But it has these great bits of Ethel Waters and Sammy Davis, Jr. singing, dancing, and in song. Ethel Waters was at the height of her powers basically and she was about to emerge as being a top American singer.
So it’s a really racist story and it makes me kind of sad watching because you are like, “Man, these people really had to do this show.” But it also has a great deal of talent agency and power woven through it. It’s really fascinating. It tells the story of how we still think about America.
We think about it as nostalgic for a docile nation [for Black people]. Also, it has a bit of, “You don’t know who you are voting for anyway” stuff crammed in. It was made in 1930 and all that stuff is still true now. Those approaches to Black power and Black voting rights are still the same, so that’s a great example.
TH: I always go back to thinking about the role that photographers and photo studios have played in visualizing what Blackness is and Black folks being able to construct our image–and deciding what that process could look like. I think about those spaces created by artists like [James] Van Der Zee who invited Black families to come and present themselves, and for that to be honored through his lens. There isn’t always that mutual understanding on both sides of the lens. Sometimes you have to contend with the lenses of people who are trying to hold things back and suppress self-expression. But then, there are actors, entertainers, musicians, and artists–especially during that time–who endure the terribleness of the stereotypes that they are ultimately put in the position to perpetuate on film while also trying to use those positions as opportunities to show what progress through those roles looks like.
RSJ: Yeah.
TH: The fact that we can have a conversation about a Black U.S. president and what that looks like in Black culture, American culture, pop culture, and visual culture over the centuries and reference that but then also be able to see the trajectory that led to us actually having a Black president in the U.S. is such a wild reflection. How different it was to interpret these images in a pre-Obama era. I think about Head of State and the difference in watching it before Obama became president–and how yours and mine are such vastly different references. For those of us who were well into their adult lives or, like me, coming of age before 2008, it’s an interesting way to weave in and out of memory.

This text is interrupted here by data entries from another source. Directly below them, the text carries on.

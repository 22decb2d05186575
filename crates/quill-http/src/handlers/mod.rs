//! # Handler Module
//!
//! One handler per backend resource.
//!
//! ## Handler Pattern
//! ```text
//! ┌─────────────────────────────────────────────────────────────────────────┐
//! │                                                                         │
//! │  State container                                                       │
//! │       │                                                                 │
//! │       │  api.products().list(client_id)                                │
//! │       ▼                                                                 │
//! │  ProductsApi                                                           │
//! │  ├── list(&self, client_id)                                            │
//! │  ├── create(&self, client_id, upsert)                                  │
//! │  ├── update(&self, client_id, product_id, upsert)                      │
//! │  └── delete(&self, client_id, product_id)                              │
//! │       │                                                                 │
//! │       │  check ids, build path, ApiClient::request_*                   │
//! │       ▼                                                                 │
//! │  Invoicing backend (REST + JSON)                                       │
//! │                                                                         │
//! └─────────────────────────────────────────────────────────────────────────┘
//! ```
//!
//! Handlers do not validate payloads; the state containers do that before
//! calling in. Ids are always checked here so a bad id never hits the wire.
//!
//! ## Available Handlers
//!
//! - [`ClientsApi`] - Client CRUD
//! - [`ProductsApi`] - Per-client product CRUD

pub mod clients;
pub mod products;

pub use clients::{ClientsApi, CreatedClient};
pub use products::ProductsApi;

RSJ: It is. And those two references are both comedies. But that’s true with all Black presidents, right? It’s always meant to be a joke in some way, right? But the best jokes are the ones that are true. I think that’s what the story of like Black images throughout history and Black images of presidency are really. To your point, they’re going from where entertainers were forced to deal with the challenges of representations but move forward. And go to a place where comedians, in particular, could really grab onto something and tell the jokes that they wanted to within that film context–and say what they wanted to say. In Eddie Murphy’s first appearance on Saturday Night Live wasn’t there a joke about a Black president?
Video: A clip from Eddie Murphy’s “Delirious,” a stand-up set that became an HBO special in August 1983. Courtesy of YouTube. CONTENT WARNING: strong and explicit language.
RSJ: Anytime someone gets a chance to describe that tension about race and class in America and work to have a Black person in control of that narrative or that story, it changes everything. I could laugh at it wholeheartedly, but it basically means that everyone can participate. That’s why things like Head of State, Eddie Murphy’s stand-up [are so important]. And not just about Black presidents but also things like Harold Washington’s campaign here in Chicago, or Jesse Jackson’s ‘84 and ‘88 campaigns…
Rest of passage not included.